What the exercise asks:
Check each line of the entries below for the string "snapshots" and state how many lines have it, with no other text.

Listed records:

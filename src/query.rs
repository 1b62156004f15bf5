use allocator_api2::alloc::{ Allocator, Global };
use log::debug;
use serde::{ Deserialize, Serialize };

use crate::config::TreeConfig;
use crate::error::QueryError;
use crate::tree::engine::RedBlackTree;

#[derive(Debug, Clone, Copy, PartialEq, Eq, Hash, Default, Serialize, Deserialize)]
#[serde(rename_all = "kebab-case")]
pub enum QueryKind {
    #[default]
    DoNothing,
    Insert,
    Erase,
    Find
}

/// Request from whoever drives the tree. Carries no reply channel: the
/// answer is the returned flag plus the snapshots pushed while it runs.
#[derive(Debug, Clone, Copy, PartialEq, Eq, Default, Serialize, Deserialize)]
pub struct TreeQuery {
    pub kind: QueryKind,
    pub value: i32
}

impl TreeQuery {
    pub fn new(kind: QueryKind, value: i32) -> Self { Self { kind, value } }
    pub fn insert(value: i32) -> Self { Self::new(QueryKind::Insert, value) }
    pub fn erase(value: i32) -> Self { Self::new(QueryKind::Erase, value) }
    pub fn find(value: i32) -> Self { Self::new(QueryKind::Find, value) }
}

/// Owns an integer tree and applies queries to it within the configured range.
pub struct Controller<A = Global>
where A: Allocator + Clone
{
    tree: RedBlackTree<i32, A>
}

impl Controller<Global> {
    pub fn new(config: TreeConfig) -> Self { Self { tree: RedBlackTree::with_config(config) } }
}

impl Default for Controller<Global> {
    fn default() -> Self { Self::new(TreeConfig::default()) }
}

impl<A> Controller<A>
where A: Allocator + Clone
{
    pub fn with_tree(tree: RedBlackTree<i32, A>) -> Self { Self { tree } }

    /// Runs `query`, returning the tree operation's result. `DoNothing` is
    /// accepted for any value and reports `false` without touching the tree.
    pub fn submit(&mut self, query: TreeQuery) -> Result<bool, QueryError> {
        let range = self.tree.config().value_range;
        if query.kind != QueryKind::DoNothing && !range.contains(query.value) {
            debug!("rejecting {:?}: outside {}..={}", query, range.min, range.max);
            return Err(QueryError::OutOfRange { value: query.value, min: range.min, max: range.max });
        }
        let result = match query.kind {
            QueryKind::DoNothing => false,
            QueryKind::Insert => self.tree.insert(query.value),
            QueryKind::Erase => self.tree.erase(&query.value),
            QueryKind::Find => self.tree.find(&query.value)
        };
        debug!("{:?} -> {}", query, result);
        Ok(result)
    }

    pub fn tree(&self) -> &RedBlackTree<i32, A> { &self.tree }
    pub fn tree_mut(&mut self) -> &mut RedBlackTree<i32, A> { &mut self.tree }
    pub fn into_tree(self) -> RedBlackTree<i32, A> { self.tree }
}

#[cfg(test)]
pub mod tests {
    use super::{ Controller, QueryKind, TreeQuery };
    use crate::channel::Recorder;
    use crate::config::{ TreeConfig, ValueRange };
    use crate::error::QueryError;
    use std::error::Error;

    type TestReturn = Result<(), Box<dyn Error>>;

    fn bounded() -> Result<Controller, Box<dyn Error>> {
        Ok(Controller::new(TreeConfig { value_range: ValueRange::new(-99, 999)?, ..Default::default() }))
    }

    #[test]
    pub fn dispatch_queries() -> TestReturn {
        let mut controller = bounded()?;
        assert_eq!(controller.submit(TreeQuery::insert(5)), Ok(true));
        assert_eq!(controller.submit(TreeQuery::insert(5)), Ok(false));
        assert_eq!(controller.submit(TreeQuery::find(5)), Ok(true));
        assert_eq!(controller.submit(TreeQuery::erase(5)), Ok(true));
        assert_eq!(controller.submit(TreeQuery::find(5)), Ok(false));
        assert!(controller.tree().is_empty());
        Ok(())
    }

    #[test]
    pub fn out_of_range_is_rejected() -> TestReturn {
        let mut controller = bounded()?;
        assert_eq!(
            controller.submit(TreeQuery::insert(1000)),
            Err(QueryError::OutOfRange { value: 1000, min: -99, max: 999 })
        );
        assert!(controller.submit(TreeQuery::erase(-100)).is_err());
        assert!(controller.tree().is_empty());
        Ok(())
    }

    #[test]
    pub fn do_nothing_is_silent() -> TestReturn {
        let mut controller = bounded()?;
        let recorder = Recorder::shared();
        controller.tree_mut().subscribe(recorder.clone());
        assert_eq!(controller.submit(TreeQuery::new(QueryKind::DoNothing, 1_000_000)), Ok(false));
        assert_eq!(controller.submit(TreeQuery::default()), Ok(false));
        assert!(recorder.borrow().frames.is_empty());
        assert!(controller.submit(TreeQuery::insert(3))?);
        assert!(!recorder.borrow().frames.is_empty());
        Ok(())
    }

    #[test]
    pub fn queries_from_json() -> TestReturn {
        let query: TreeQuery = serde_json::from_str(r#"{ "kind": "erase", "value": 12 }"#)?;
        assert_eq!(query, TreeQuery::erase(12));
        let query: TreeQuery = serde_json::from_str(r#"{ "kind": "do-nothing", "value": 0 }"#)?;
        assert_eq!(query.kind, QueryKind::DoNothing);
        Ok(())
    }
}
use allocator_api2::alloc::{ Allocator, Global };
use std::{
    cell::RefCell,
    rc::Rc
};

use crate::snapshot::{ Frame, TreeInfo };

/// Receives the snapshot stream of one tree. Every reaction defaults to a no-op.
///
/// Reactions run synchronously inside the tree operation that produced the
/// snapshot, so they cannot call back into the tree.
pub trait Subscriber<T, A = Global>
where A: Allocator + Clone
{
    fn on_subscribe(&mut self, _info: &TreeInfo<'_, T, A>) {}
    fn on_notify(&mut self, _info: &TreeInfo<'_, T, A>) {}
    fn on_unsubscribe(&mut self, _info: &TreeInfo<'_, T, A>) {}
}

// Lets the caller keep a handle on a subscriber after handing it to the tree
impl<T, A, S> Subscriber<T, A> for Rc<RefCell<S>>
where S: Subscriber<T, A>,
      A: Allocator + Clone
{
    fn on_subscribe(&mut self, info: &TreeInfo<'_, T, A>) { self.borrow_mut().on_subscribe(info) }
    fn on_notify(&mut self, info: &TreeInfo<'_, T, A>) { self.borrow_mut().on_notify(info) }
    fn on_unsubscribe(&mut self, info: &TreeInfo<'_, T, A>) { self.borrow_mut().on_unsubscribe(info) }
}

// `None` reacts by doing nothing
type Reaction<T, A> = Option<Box<dyn FnMut(&TreeInfo<'_, T, A>)>>;

/// Subscriber assembled from closures.
pub struct Observer<T, A = Global>
where A: Allocator + Clone
{
    on_subscribe: Reaction<T, A>,
    on_notify: Reaction<T, A>,
    on_unsubscribe: Reaction<T, A>
}

impl<T, A> Observer<T, A>
where A: Allocator + Clone
{
    /// Observer reacting to notifications only.
    pub fn new<F>(on_notify: F) -> Self
    where F: FnMut(&TreeInfo<'_, T, A>) + 'static
    {
        Self { on_subscribe: None, on_notify: Some(Box::new(on_notify)), on_unsubscribe: None }
    }
    pub fn with_subscribe<F>(mut self, on_subscribe: F) -> Self
    where F: FnMut(&TreeInfo<'_, T, A>) + 'static
    {
        self.on_subscribe = Some(Box::new(on_subscribe));
        self
    }
    pub fn with_unsubscribe<F>(mut self, on_unsubscribe: F) -> Self
    where F: FnMut(&TreeInfo<'_, T, A>) + 'static
    {
        self.on_unsubscribe = Some(Box::new(on_unsubscribe));
        self
    }
}

impl<T, A> Subscriber<T, A> for Observer<T, A>
where A: Allocator + Clone
{
    fn on_subscribe(&mut self, info: &TreeInfo<'_, T, A>) {
        if let Some(f) = self.on_subscribe.as_mut() { f(info) }
    }
    fn on_notify(&mut self, info: &TreeInfo<'_, T, A>) {
        if let Some(f) = self.on_notify.as_mut() { f(info) }
    }
    fn on_unsubscribe(&mut self, info: &TreeInfo<'_, T, A>) {
        if let Some(f) = self.on_unsubscribe.as_mut() { f(info) }
    }
}

/// Records every notification as an owned [`Frame`].
#[derive(Debug, Clone, Default)]
pub struct Recorder<T> {
    pub subscribed: Option<Frame<T>>,
    pub frames: Vec<Frame<T>>,
    pub unsubscribed: Option<Frame<T>>
}

impl<T> Recorder<T> {
    pub fn new() -> Self { Self { subscribed: None, frames: vec![], unsubscribed: None } }
    pub fn shared() -> Rc<RefCell<Self>> { Rc::new(RefCell::new(Self::new())) }
    pub fn last(&self) -> Option<&Frame<T>> { self.frames.last() }
    /// Drops the recorded notifications, keeping subscribe/unsubscribe frames.
    pub fn take_frames(&mut self) -> Vec<Frame<T>> { std::mem::take(&mut self.frames) }
}

impl<T, A> Subscriber<T, A> for Recorder<T>
where T: Clone,
      A: Allocator + Clone
{
    fn on_subscribe(&mut self, info: &TreeInfo<'_, T, A>) { self.subscribed = Some(info.to_frame()) }
    fn on_notify(&mut self, info: &TreeInfo<'_, T, A>) { self.frames.push(info.to_frame()) }
    fn on_unsubscribe(&mut self, info: &TreeInfo<'_, T, A>) { self.unsubscribed = Some(info.to_frame()) }
}

#[derive(Debug, Clone, Copy, PartialEq, Eq, Hash, PartialOrd, Ord)]
pub struct SubscriberId(u64);

/// Ordered fan-out of snapshots to registered subscribers.
pub struct Channel<T, A = Global>
where A: Allocator + Clone
{
    subscribers: Vec<(SubscriberId, Box<dyn Subscriber<T, A>>)>,
    next_id: u64
}

impl<T, A> Channel<T, A>
where A: Allocator + Clone
{
    pub fn new() -> Self { Self { subscribers: vec![], next_id: 0 } }
    pub fn len(&self) -> usize { self.subscribers.len() }
    pub fn is_empty(&self) -> bool { self.subscribers.is_empty() }
    pub fn contains(&self, id: SubscriberId) -> bool {
        self.subscribers.iter().any(|(i, _)| *i == id)
    }

    /// Registers `subscriber` and immediately hands it `info`.
    pub fn subscribe(&mut self, mut subscriber: Box<dyn Subscriber<T, A>>, info: &TreeInfo<'_, T, A>) -> SubscriberId {
        let id = SubscriberId(self.next_id);
        self.next_id += 1;
        subscriber.on_subscribe(info);
        self.subscribers.push((id, subscriber));
        id
    }

    /// Removes `id`, delivering `info` to it one last time. Returns false for an unknown id.
    pub fn unsubscribe(&mut self, id: SubscriberId, info: &TreeInfo<'_, T, A>) -> bool {
        let pos = match self.subscribers.iter().position(|(i, _)| *i == id) {
            Some(v) => v,
            None => return false
        };
        let (_, mut subscriber) = self.subscribers.remove(pos);
        subscriber.on_unsubscribe(info);
        true
    }

    /// Pushes `info` to every subscriber in registration order.
    pub fn notify(&mut self, info: &TreeInfo<'_, T, A>) {
        for (_, subscriber) in self.subscribers.iter_mut() {
            subscriber.on_notify(info);
        }
    }

    /// Unsubscribes everyone, in registration order.
    pub fn close(&mut self, info: &TreeInfo<'_, T, A>) {
        for (_, mut subscriber) in self.subscribers.drain(..) {
            subscriber.on_unsubscribe(info);
        }
    }
}

impl<T, A> Default for Channel<T, A>
where A: Allocator + Clone
{
    fn default() -> Self { Self::new() }
}

#[cfg(test)]
pub mod tests {
    use super::{ Channel, Observer, Recorder };
    use crate::snapshot::{ StatusMap, TreeInfo };
    use crate::tree::node::NodeArena;
    use std::{ cell::{ Cell, RefCell }, error::Error, rc::Rc };

    type TestReturn = Result<(), Box<dyn Error>>;

    fn counter(cell: &Rc<Cell<usize>>) -> impl FnMut(&TreeInfo<'_, u32>) + 'static {
        let cell = cell.clone();
        move |_: &TreeInfo<'_, u32>| cell.set(cell.get() + 1)
    }

    #[test]
    pub fn reactions_fire_in_order() -> TestReturn {
        let nodes: NodeArena<u32> = NodeArena::new();
        let status = StatusMap::new();
        let info = TreeInfo::new(&nodes, None, 0, &status);
        let (subs, notes, unsubs) = (Rc::new(Cell::new(0)), Rc::new(Cell::new(0)), Rc::new(Cell::new(0)));
        let mut channel: Channel<u32> = Channel::new();
        let observer = Observer::new(counter(&notes))
            .with_subscribe(counter(&subs))
            .with_unsubscribe(counter(&unsubs));
        let id = channel.subscribe(Box::new(observer), &info);
        assert_eq!((subs.get(), notes.get(), unsubs.get()), (1, 0, 0));
        channel.notify(&info);
        channel.notify(&info);
        assert_eq!((subs.get(), notes.get(), unsubs.get()), (1, 2, 0));
        assert!(channel.unsubscribe(id, &info));
        assert_eq!((subs.get(), notes.get(), unsubs.get()), (1, 2, 1));
        assert!(!channel.unsubscribe(id, &info), "Second unsubscribe should be rejected");
        channel.notify(&info);
        assert_eq!(notes.get(), 2);
        Ok(())
    }

    #[test]
    pub fn notify_keeps_registration_order() -> TestReturn {
        let nodes: NodeArena<u32> = NodeArena::new();
        let status = StatusMap::new();
        let info = TreeInfo::new(&nodes, None, 0, &status);
        let log = Rc::new(RefCell::new(vec![]));
        let mut channel: Channel<u32> = Channel::new();
        for i in 0..5 {
            let log = log.clone();
            channel.subscribe(Box::new(Observer::new(move |_: &TreeInfo<'_, u32>| log.borrow_mut().push(i))), &info);
        }
        channel.notify(&info);
        assert_eq!(*log.borrow(), vec![0, 1, 2, 3, 4]);
        channel.close(&info);
        assert!(channel.is_empty());
        Ok(())
    }

    #[test]
    pub fn shared_recorder() -> TestReturn {
        let nodes: NodeArena<u32> = NodeArena::new();
        let status = StatusMap::new();
        let info = TreeInfo::new(&nodes, None, 0, &status);
        let recorder = Recorder::shared();
        let mut channel: Channel<u32> = Channel::new();
        channel.subscribe(Box::new(recorder.clone()), &info);
        channel.notify(&info);
        assert!(recorder.borrow().subscribed.is_some());
        assert_eq!(recorder.borrow().frames.len(), 1);
        assert_eq!(recorder.borrow().last().map(|f| f.tree_size), Some(0));
        channel.close(&info);
        assert!(recorder.borrow().unsubscribed.is_some());
        Ok(())
    }
}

Result below:
2